The strength of the relationship between WM score and evidence accumulation rate also increased across sessions (βOSPAN*Session2 = 0.0064, SE = 0.0024, p = .0084; βOSPAN*Session3 = 0.0072, SE = 0.0024, p = .0030). In session 2, a one unit increase in WM score was associated with an increase in evidence accumulation rate of 0.0071 units for learners and this relationship was not significantly different across blocks (βOSPAN*Block*Session2 = -0.00059 SE = 0.00062, p = .34). In session 3, a one unit increase in WM score was associated with an increase in evidence accumulation rate of 0.0079 units for learners and this relationship was not significantly different across blocks (βOSPAN*Block*Session3 = -0.00065, SE = 0.00062, p = .29).
In contrast, there was no clear relationship between WM capacity and decision thresholds in any session (Fig 6B). In session 1, a one unit increase in WM score was associated with a non-significant decrease in threshold of 0.0024 units for learners (βOSPAN = -0.0024, SE = 0.0018, p = .17). The relationship between WM and threshold became slightly less negative across blocks in session 1 (βOSPAN*Block = 0.00063, SE = 0.00028, p = .022). A one unit increase in WM score was associated with a decrease in threshold of 0.0018 units for learners in the first block but an increase of 0.0014 units in the final block of session 1. Overall, in session 1, there was no clear relationship between WM score and decision threshold.

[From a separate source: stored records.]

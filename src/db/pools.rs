//! Router-backed access to the primary and mirror connection pools.

use std::sync::Arc;

use sqlx::PgPool;

use super::handle::{DbHandle, OperationKind};
use super::router::FailoverRouter;

/// The pair of connection pools plus the router that picks between them.
///
/// Both pools are built lazily so the process starts (and can serve from
/// the mirror) even when the primary is down at boot.
#[derive(Debug, Clone)]
pub struct RoutedPools {
    primary: PgPool,
    mirror: PgPool,
    router: Arc<FailoverRouter>,
}

impl RoutedPools {
    /// Bundles the two pools with the router.
    #[must_use]
    pub fn new(primary: PgPool, mirror: PgPool, router: Arc<FailoverRouter>) -> Self {
        Self {
            primary,
            mirror,
            router,
        }
    }

    /// Pool for a read operation, as routed right now.
    pub async fn read(&self) -> &PgPool {
        self.pool_for(OperationKind::Read).await
    }

    /// Pool for a write operation, as routed right now.
    pub async fn write(&self) -> &PgPool {
        self.pool_for(OperationKind::Write).await
    }

    /// Direct access to the primary pool (reconciliation only).
    #[must_use]
    pub fn primary(&self) -> &PgPool {
        &self.primary
    }

    /// Direct access to the mirror pool (reconciliation only).
    #[must_use]
    pub fn mirror(&self) -> &PgPool {
        &self.mirror
    }

    async fn pool_for(&self, kind: OperationKind) -> &PgPool {
        match self.router.select_database(kind).await {
            DbHandle::Primary => &self.primary,
            DbHandle::Mirror => &self.mirror,
        }
    }
}
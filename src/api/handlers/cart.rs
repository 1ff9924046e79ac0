//! Cart handlers: add an item, view the cart, confirm into a reservation.

use axum::extract::{Path, State};
use axum::http::StatusCode;
use axum::response::IntoResponse;
use axum::routing::{get, post};
use axum::{Json, Router};

use crate::api::dto::{
    AddCartItemRequest, CartLineDto, CartViewResponse, ConfirmCartRequest, ConfirmCartResponse,
};
use crate::app_state::AppState;
use crate::domain::ItemKind;
use crate::error::{BookingError, ErrorResponse};

/// `POST /cart/items` — Add a catalog item to the customer's cart.
///
/// # Errors
///
/// Returns [`BookingError`] for an unknown kind, item, or customer.
#[utoipa::path(
    post,
    path = "/api/v1/cart/items",
    tag = "Cart",
    summary = "Add an item to the cart",
    description = "Adds the given quantity of a service, bundle, or promotion to the customer's cart, capturing the current unit price. Quantity accumulates on an existing line for the same item.",
    request_body = AddCartItemRequest,
    responses(
        (status = 200, description = "Updated cart line", body = CartLineDto),
        (status = 400, description = "Invalid kind or quantity", body = ErrorResponse),
        (status = 404, description = "Customer or item not found", body = ErrorResponse),
    )
)]
pub async fn add_item(
    State(state): State<AppState>,
    Json(req): Json<AddCartItemRequest>,
) -> Result<impl IntoResponse, BookingError> {
    let kind = ItemKind::parse(&req.kind).ok_or(BookingError::InvalidItemKind(req.kind))?;
    let line = state
        .cart_service
        .add_item(req.customer_id, kind, req.item_id, req.quantity)
        .await?;
    Ok(Json(CartLineDto::from(&line)))
}

/// `GET /cart/{customer_id}` — View the cart with a totals preview.
///
/// # Errors
///
/// Returns [`BookingError`] on repository failures.
#[utoipa::path(
    get,
    path = "/api/v1/cart/{customer_id}",
    tag = "Cart",
    summary = "View the cart",
    params(
        ("customer_id" = i64, Path, description = "Customer id"),
    ),
    responses(
        (status = 200, description = "Cart lines and totals", body = CartViewResponse),
    )
)]
pub async fn view_cart(
    State(state): State<AppState>,
    Path(customer_id): Path<i64>,
) -> Result<impl IntoResponse, BookingError> {
    let view = state.cart_service.view(customer_id).await?;
    Ok(Json(CartViewResponse::from(view)))
}

/// `POST /cart/confirm` — Convert the cart into a PENDING reservation.
///
/// # Errors
///
/// Returns [`BookingError`] for an empty cart, a date without an open
/// slot, or a date already claimed by an active reservation.
#[utoipa::path(
    post,
    path = "/api/v1/cart/confirm",
    tag = "Cart",
    summary = "Confirm the cart into a reservation",
    description = "Atomically creates a reservation with immutable line snapshots, empties the cart, and dispatches notification emails after commit.",
    request_body = ConfirmCartRequest,
    responses(
        (status = 201, description = "Reservation created", body = ConfirmCartResponse),
        (status = 400, description = "Validation failed", body = ErrorResponse),
        (status = 409, description = "Date already reserved", body = ErrorResponse),
    )
)]
pub async fn confirm_cart(
    State(state): State<AppState>,
    Json(req): Json<ConfirmCartRequest>,
) -> Result<impl IntoResponse, BookingError> {
    let booking = state
        .cart_service
        .confirm_cart(
            req.customer_id,
            req.event_date,
            &req.event_address,
            req.special_notes.as_deref(),
        )
        .await?;
    Ok((
        StatusCode::CREATED,
        Json(ConfirmCartResponse {
            reservation_id: booking.reservation_id,
            code: booking.code,
        }),
    ))
}

/// Cart routes.
pub fn routes() -> Router<AppState> {
    Router::new()
        .route("/cart/items", post(add_item))
        .route("/cart/{customer_id}", get(view_cart))
        .route("/cart/confirm", post(confirm_cart))
}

The relationship between WM and threshold differed in sessions 2 and 3 compared to session 1 (βOSPAN*Session2 = 0.0047, SE = 0.0015, p = .0022; βOSPAN*Session3 = 0.0035, SE = 0.0015, p = .021). However, this difference appears to stem from changing from a negligible negative relationship in session 1 to a negligible positive relationship in sessions 2 and 3. In session 2, one unit increase in WM score was associated with an increase in threshold of 0.0023 for learners, which did not significantly differ across blocks (βOSPAN*Block*Session2 = -0.00074, SE = 0.00039, p = .058). In session 3, a one unit increase in WM score was associated with an increase in threshold of 0.0011 units for learners, which did not significantly differ across blocks (βOSPAN*Block*Session3 = -0.00066, SE = 0.00039, p = .090). In sum, decision thresholds did not strongly relate to WM capacity in any session.

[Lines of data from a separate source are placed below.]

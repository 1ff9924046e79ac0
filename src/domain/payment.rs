//! Payment methods accepted at checkout.

use std::fmt;

use serde::{Deserialize, Serialize};

/// How a customer settles a reservation.
#[derive(Debug, Clone, Copy, PartialEq, Eq, Serialize, Deserialize)]
#[serde(rename_all = "lowercase")]
pub enum PaymentMethod {
    /// Bank transfer; the customer uploads a proof-of-payment and the
    /// checkout response lists the active bank accounts.
    Transfer,
    /// Card payment through an external processor; carries the
    /// processor's transaction id.
    Card,
    /// Cash on delivery of the event.
    Cash,
}

impl PaymentMethod {
    /// Parses the API/database string form.
    #[must_use]
    pub fn parse(value: &str) -> Option<Self> {
        match value {
            "transfer" => Some(Self::Transfer),
            "card" => Some(Self::Card),
            "cash" => Some(Self::Cash),
            _ => None,
        }
    }

    /// String form stored in `reservations.payment_method`.
    #[must_use]
    pub const fn as_str(self) -> &'static str {
        match self {
            Self::Transfer => "transfer",
            Self::Card => "card",
            Self::Cash => "cash",
        }
    }
}

impl fmt::Display for PaymentMethod {
    fn fmt(&self, f: &mut fmt::Formatter<'_>) -> fmt::Result {
        f.write_str(self.as_str())
    }
}

#[cfg(test)]
#[allow(clippy::panic)]
mod tests {
    use super::*;

    #[test]
    fn parse_round_trips() {
        for method in [
            PaymentMethod::Transfer,
            PaymentMethod::Card,
            PaymentMethod::Cash,
        ] {
            assert_eq!(PaymentMethod::parse(method.as_str()), Some(method));
        }
        assert_eq!(PaymentMethod::parse("crypto"), None);
    }
}
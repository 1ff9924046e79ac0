//! verbena-backend entry point.
//!
//! `serve` (the default) starts the Axum HTTP server; `sync` runs one
//! mirror-to-primary reconciliation pass and exits, non-zero when a
//! replica fails its connectivity check.

use std::sync::Arc;
use std::time::Duration;

use anyhow::Result;
use axum::Router;
use clap::{Parser, Subcommand};
use sqlx::postgres::{PgConnectOptions, PgPoolOptions};
use sqlx::PgPool;
use tokio::sync::mpsc;
use tower_http::cors::CorsLayer;
use tower_http::trace::TraceLayer;
use tracing_subscriber::EnvFilter;

use verbena_backend::api;
use verbena_backend::app_state::AppState;
use verbena_backend::config::AppConfig;
use verbena_backend::db::router::RouterSettings;
use verbena_backend::db::{
    FailoverRouter, FlagStore, PgProbe, Reconciler, RoutedPools, SyncOptions, SyncStatusCell,
};
use verbena_backend::domain::{Clock, EventBus, SystemClock};
use verbena_backend::persistence::{BookingRepo, PgBookingRepo};
use verbena_backend::service::{
    BookingService, CartService, HttpApiMailer, Mailer, NotificationLog, NotificationWorker,
    NullMailer,
};

#[derive(Parser)]
#[command(name = "verbena-backend", version, about = "Party and event rental booking backend")]
struct Cli {
    #[command(subcommand)]
    command: Option<Command>,
}

#[derive(Subcommand)]
enum Command {
    /// Start the HTTP server (the default).
    Serve,
    /// Reconcile mirror-only rows onto the primary and exit.
    Sync {
        /// Report what would be copied without mutating anything.
        #[arg(long)]
        dry_run: bool,
        /// Restrict the run to a single table.
        #[arg(long)]
        table: Option<String>,
    },
}

#[tokio::main]
async fn main() -> Result<()> {
    tracing_subscriber::fmt()
        .with_env_filter(
            EnvFilter::try_from_default_env().unwrap_or_else(|_| EnvFilter::new("info")),
        )
        .init();

    let config = AppConfig::from_env()?;

    match Cli::parse().command {
        None | Some(Command::Serve) => run_server(config).await,
        Some(Command::Sync { dry_run, table }) => run_sync(config, SyncOptions { dry_run, table }).await,
    }
}

/// Builds a lazily-connecting pool so the process boots even when the
/// replica is down.
fn build_pool(config: &AppConfig, options: PgConnectOptions) -> PgPool {
    PgPoolOptions::new()
        .max_connections(config.database_max_connections)
        .acquire_timeout(Duration::from_secs(config.database_acquire_timeout_secs))
        .connect_lazy_with(options)
}

async fn run_server(config: AppConfig) -> Result<()> {
    tracing::info!(addr = %config.listen_addr, "starting verbena-backend");

    let primary_opts: PgConnectOptions = config.primary_url.parse()?;
    let mirror_opts: PgConnectOptions = config.mirror_url.parse()?;
    let primary = build_pool(&config, primary_opts.clone());
    let mirror = build_pool(&config, mirror_opts);

    // Best-effort: a down primary must not keep the mirror from serving.
    if let Err(e) = sqlx::migrate!().run(&primary).await {
        tracing::warn!(error = %e, "primary migrations failed, continuing");
    }

    // Failover layer
    let clock: Arc<dyn Clock> = Arc::new(SystemClock);
    let flags = FlagStore::new(Arc::clone(&clock));
    let probe = Arc::new(PgProbe::new(
        primary_opts,
        Duration::from_secs(config.probe_timeout_secs),
    ));
    let (recovery_tx, recovery_rx) = mpsc::unbounded_channel();
    let router = Arc::new(FailoverRouter::new(
        RouterSettings {
            circuit_ttl: Duration::from_secs(config.circuit_ttl_secs),
            memo_ttl: Duration::from_millis(config.memo_ttl_ms),
        },
        flags.clone(),
        probe,
        clock,
        Some(recovery_tx),
    ));
    let pools = RoutedPools::new(primary.clone(), mirror.clone(), Arc::clone(&router));

    // Background reconciliation, fed by the router's recovery edges.
    let reconciler = Arc::new(Reconciler::new(
        primary,
        mirror,
        flags,
        Duration::from_secs(config.sync_lock_ttl_secs),
    ));
    let sync_status = SyncStatusCell::default();
    let _supervisor =
        verbena_backend::db::sync::spawn_supervisor(reconciler, recovery_rx, sync_status.clone());

    // Notifications
    let bus = EventBus::new(config.event_bus_capacity);
    let mailer: Arc<dyn Mailer> = match &config.mail_api_key {
        Some(key) => Arc::new(HttpApiMailer::new(
            config.mail_api_url.clone(),
            key.clone(),
            config.mail_sender_name.clone(),
            config.mail_sender_email.clone(),
        )),
        None => {
            tracing::warn!("MAIL_API_KEY unset, outbound mail disabled");
            Arc::new(NullMailer)
        }
    };
    let notifications = NotificationLog::new(100);
    let _worker = NotificationWorker::new(mailer, config.admin_email.clone(), notifications.clone())
        .spawn(bus.subscribe());

    // Services
    let repo: Arc<dyn BookingRepo> = Arc::new(PgBookingRepo::new(pools));
    let cart_service = Arc::new(CartService::new(
        Arc::clone(&repo),
        bus.clone(),
        config.tax_rate,
    ));
    let booking_service = Arc::new(BookingService::new(repo, bus, config.tax_rate));

    let app_state = AppState {
        cart_service,
        booking_service,
        router,
        sync_status,
        notifications,
    };

    let app = Router::new()
        .merge(api::build_router())
        .layer(TraceLayer::new_for_http())
        .layer(CorsLayer::permissive())
        .with_state(app_state);

    let listener = tokio::net::TcpListener::bind(config.listen_addr).await?;
    tracing::info!(addr = %config.listen_addr, "server listening");
    axum::serve(listener, app).await?;

    Ok(())
}

async fn run_sync(config: AppConfig, opts: SyncOptions) -> Result<()> {
    let primary = build_pool(&config, config.primary_url.parse()?);
    let mirror = build_pool(&config, config.mirror_url.parse()?);
    let clock: Arc<dyn Clock> = Arc::new(SystemClock);
    let reconciler = Reconciler::new(
        primary,
        mirror,
        FlagStore::new(clock),
        Duration::from_secs(config.sync_lock_ttl_secs),
    );

    let report = reconciler.run(&opts).await?;
    println!("{report}");
    Ok(())
}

Overall, learners with higher WM capacity had faster evidence accumulation rates. The relationship began to emerge in the first session and was clearly present in the second and third sessions. In contrast, learners’ decision thresholds did not depend on WM capacity. Together, these results indicate that WM capacity impacts specific elements of decision-making differently across the trajectory of learning.
Discussion
We investigated non-native speech category learning in initial learning sessions and in two follow up sessions with one and two months between each session, respectively. We examined the extent to which WM capacity was related to initial and later learning sessions and in which ways (Fig 7). Considering all participants, higher WM was associated with better speech category learning across learning stages. Participants with higher WM may also have been more likely to learn the categories than participants with lower WM. When considering only individuals who performed at above-chance levels (i.e., learners), WM was associated with better performance by later blocks of initial acquisition (session 1) and in intermediate and later sessions (session 2–3) becoming somewhat weaker over time. WM ability was generally unrelated to maintenance of category knowledge over delays or generalization of category knowledge to new talkers. Finally, among learners, higher WM capacity was associated with faster evidence accumulation rates across learning sessions and was not associated with decision thresholds in any session.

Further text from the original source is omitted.